Every day I ride the commuter train to work. After years of this, I start getting to know the other passengers in a special way. I don't know their names, and I don't talk to them, but I see them, and they affect my life.
It all started with Bryn Guy. I call him that because he always gets off at Bryn station. But that is not what matters about him, no, that comes in the way he gets on the train. He gets on at the same place I do, Asker. After a short while, I came to know him as my rival. He had the same goal as me - to predict exactly where the train was going to stop, and be the first on, thus securing the best possible seat. He beat me every day for six months, and I came to know him as a cunning and resourceful rival.
He knew every trick - train stoppage prediction, strategic wagon selection, and platform correction. When all else failed, he got me with the door opener trick. That is the most dreaded of all - Put yourself exactly where the door opens. You leave the other person on the side, stupidly pushing the door opener button while you gracefully glide in first.
He was a master of the true art of train entry - making it all look accidental. Looking too pushy costs you style points, because it exposes your true intentions. The real winner is the one who makes it look like it was totally luck that he was in the right place at the right time.
I began to understand that Bryn Guy was a true master, but I also understood that I had unmasked his true intentions. Yes, he was starting to lose style points to me, and deep down, he knew it. From that point on, it became ever more important to him to win hands down, because that was all he had left.
I was frustrated. I was close, but he still beat me every day. I did, however, develop the true respect that a worthy rival deserves. That increased my resolve.
Finally the day came when it was my turn to be the champion. He miscalculated the train. I, on the other hand, had calculated the stop perfectly. Bryn Guy made a last minute desperate platform correction. His timing was perfect for my purposes- I left him pushing the button while I was the first one on the train. I saw a flash of anger go across his face - his unbeaten streak was over. He was just another commuter.
I didn't ride that train for a year or so, but now I am back. Bryn guy and I have reached a settlement - he is the undisputed champion of the first door, I am the champion of the second.

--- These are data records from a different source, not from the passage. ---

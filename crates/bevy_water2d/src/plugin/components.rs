//! Components attached by hosts and maintained by the water systems.

use bevy::prelude::*;

use crate::geometry::Shape;
use crate::water::WaterBody;

/// A body of water. Created through [`crate::plugin::SpawnWater2d`].
#[derive(Component)]
pub struct Water {
  body: WaterBody<Entity>,
}

impl Water {
  pub fn new(body: WaterBody<Entity>) -> Self {
    Self { body }
  }

  pub fn body(&self) -> &WaterBody<Entity> {
    &self.body
  }

  pub fn body_mut(&mut self) -> &mut WaterBody<Entity> {
    &mut self.body
  }
}

/// An object that floats in any water it overlaps.
///
/// The silhouette is in the entity's local space; scale is not applied.
#[derive(Component, Clone, Debug)]
#[require(Transform, FloatingVelocity, WaterForces, Submersion)]
pub struct Floating {
  pub shape: Shape,
  /// Forces are scaled by the player multiplier.
  pub is_player: bool,
}

impl Floating {
  pub fn new(shape: Shape) -> Self {
    Self {
      shape,
      is_player: false,
    }
  }

  pub fn player(mut self) -> Self {
    self.is_player = true;
    self
  }
}

/// Velocity of a floating body, written by the host's integrator (or the
/// rapier bridge) before each water tick.
#[derive(Component, Clone, Copy, Debug, Default, PartialEq)]
pub struct FloatingVelocity {
  pub linear: Vec2,
  pub angular: f32,
}

/// Net water force of the last tick, about the entity's translation.
#[derive(Component, Clone, Copy, Debug, Default, PartialEq)]
pub struct WaterForces {
  pub force: Vec2,
  pub torque: f32,
}

/// Which water an object is in and how much of it is under the surface.
#[derive(Component, Clone, Copy, Debug, Default, PartialEq)]
pub struct Submersion {
  pub water: Option<Entity>,
  pub submerged_area: f32,
}

impl Submersion {
  pub fn is_submerged(&self) -> bool {
    self.submerged_area > 0.0
  }
}

/// Shortest period a [`RippleSource`] accepts.
pub const MIN_RIPPLE_PERIOD_SECS: f32 = 1.0 / 64.0;

/// Emits a ripple every `timer` period at the entity's `(x, z)` position.
#[derive(Component, Clone, Debug)]
pub struct RippleSource {
  pub timer: Timer,
  pub radius: f32,
  pub strength: f32,
}

impl RippleSource {
  /// Periods below [`MIN_RIPPLE_PERIOD_SECS`] (or NaN) are raised to it.
  pub fn new(period_secs: f32, radius: f32, strength: f32) -> Self {
    let period = period_secs.max(MIN_RIPPLE_PERIOD_SECS);
    let period = if period.is_finite() { period } else { MIN_RIPPLE_PERIOD_SECS };
    Self {
      timer: Timer::from_seconds(period, TimerMode::Repeating),
      radius,
      strength,
    }
  }
}

/// Live collider that blocks heightmap ripples (boxes and circles only).
#[derive(Component, Clone, Debug)]
pub struct WaterObstruction {
  pub shape: Shape,
}

/// Short-lived splash marker, despawned when its timer ends.
#[derive(Component, Clone, Debug)]
pub struct SplashEffect {
  pub timer: Timer,
  pub source: Entity,
}

impl SplashEffect {
  /// Negative or non-finite lifetimes expire on the next update.
  pub fn new(lifetime_secs: f32, source: Entity) -> Self {
    let lifetime = if lifetime_secs.is_finite() {
      lifetime_secs.max(0.0)
    } else {
      0.0
    };
    Self {
      timer: Timer::from_seconds(lifetime, TimerMode::Once),
      source,
    }
  }
}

Our only rivalry is now the middle of the car - who gets the seat first. And once again, I have discovered I am up against the master. Person blocking, seat pre-selection, you name it. His techniques are flawless.

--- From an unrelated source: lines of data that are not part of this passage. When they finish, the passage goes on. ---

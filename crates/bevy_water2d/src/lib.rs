//! Water2D - 2D water surfaces and buoyancy for Bevy.
//!
//! A water body is an axis-aligned rectangle whose top edge is simulated
//! either as a chain of damped springs or as a 2D heightmap ripple field.
//! Floating objects are clipped against the simulated waterline every fixed
//! tick and receive buoyancy, drag, lift and flow forces computed from the
//! submerged part of their silhouette.
//!
//! The simulation core ([`water::WaterBody`]) is engine-agnostic and reaches
//! rigid bodies only through [`floating::BodyAdapter`]. [`plugin`] wires it
//! into Bevy's ECS.

pub mod buoyancy;
pub mod clip;
pub mod config;
pub mod floating;
pub mod geometry;
pub mod plugin;
pub mod ripple;
pub mod surface;
#[cfg(feature = "tracy")]
mod tracy_init;
pub mod water;

pub use buoyancy::{BuoyancyMethod, BuoyancyParams};
pub use clip::{ClipMethod, ClipResult, SubmergedPolygon, WaterLine};
pub use config::{ConfigError, SurfaceMode, WaterConfig};
pub use floating::{BodyAdapter, BodyState, ExitReason, FloatingObject, FloatingRegistry};
pub use geometry::Shape;
pub use plugin::{
  DefaultWaterConfig, EnteredWater, ExitedWater, Floating, FloatingVelocity, RippleRequest,
  RippleSource, SpawnWater2d, SplashEffect, Splashed, Submersion, Water, Water2dPlugin,
  WaterForces, WaterObstruction, WaterSystems,
};
pub use ripple::{HeightmapRipple, ObstructionConfig, ObstructionMask};
pub use surface::{SineWaves, SpringSurface};
#[cfg(feature = "tracy")]
pub use tracy_init::init_tracy;
pub use water::{SetupError, TickReport, WaterBody, WaterEvent};

pub mod prelude {
  pub use crate::geometry::Shape;
  pub use crate::plugin::{
    EnteredWater, ExitedWater, Floating, FloatingVelocity, RippleRequest, RippleSource,
    SpawnWater2d, Splashed, Submersion, Water, Water2dPlugin, WaterForces, WaterObstruction,
  };
  pub use crate::{ClipMethod, SurfaceMode, WaterConfig};
}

It is no longer important to me to beat him. Once was enough, both for me and him.
I content myself with an occasional round with Hat and Mustache Guy. Bryn Guy was the master, and thus was a great teacher. Most of the time I can even set H&M Guy up to be stuck pushing the opener button, just for laughs.
It no longer matters. As long as I get the coveted "corrner seats that face each other", I am content.
Train Stoppage Prediction: Knowing where the train will probably stop is critical
to initial first placement on the platform.
Platform Correction: Judging the slowing rate of the train and commuter placement, ones quickly moves to the most advantageous spot. While a good last minute correction, it unfortunately costs style points.
Wagon Count Correction: Similar to platform correction, but takes the number of cars on the train into account.
Strategic Wagon Selection: A key is knowing which trains have the best seats. You don't always want the best seats, because there is high demand for these cars. Much of this depends on how full the train is.
Conductor Focus: If the door is about to open, and I see a Conductor, I look to see which way their eyes are directed. I then place myself so I come in the other way. This blocks all other commuters.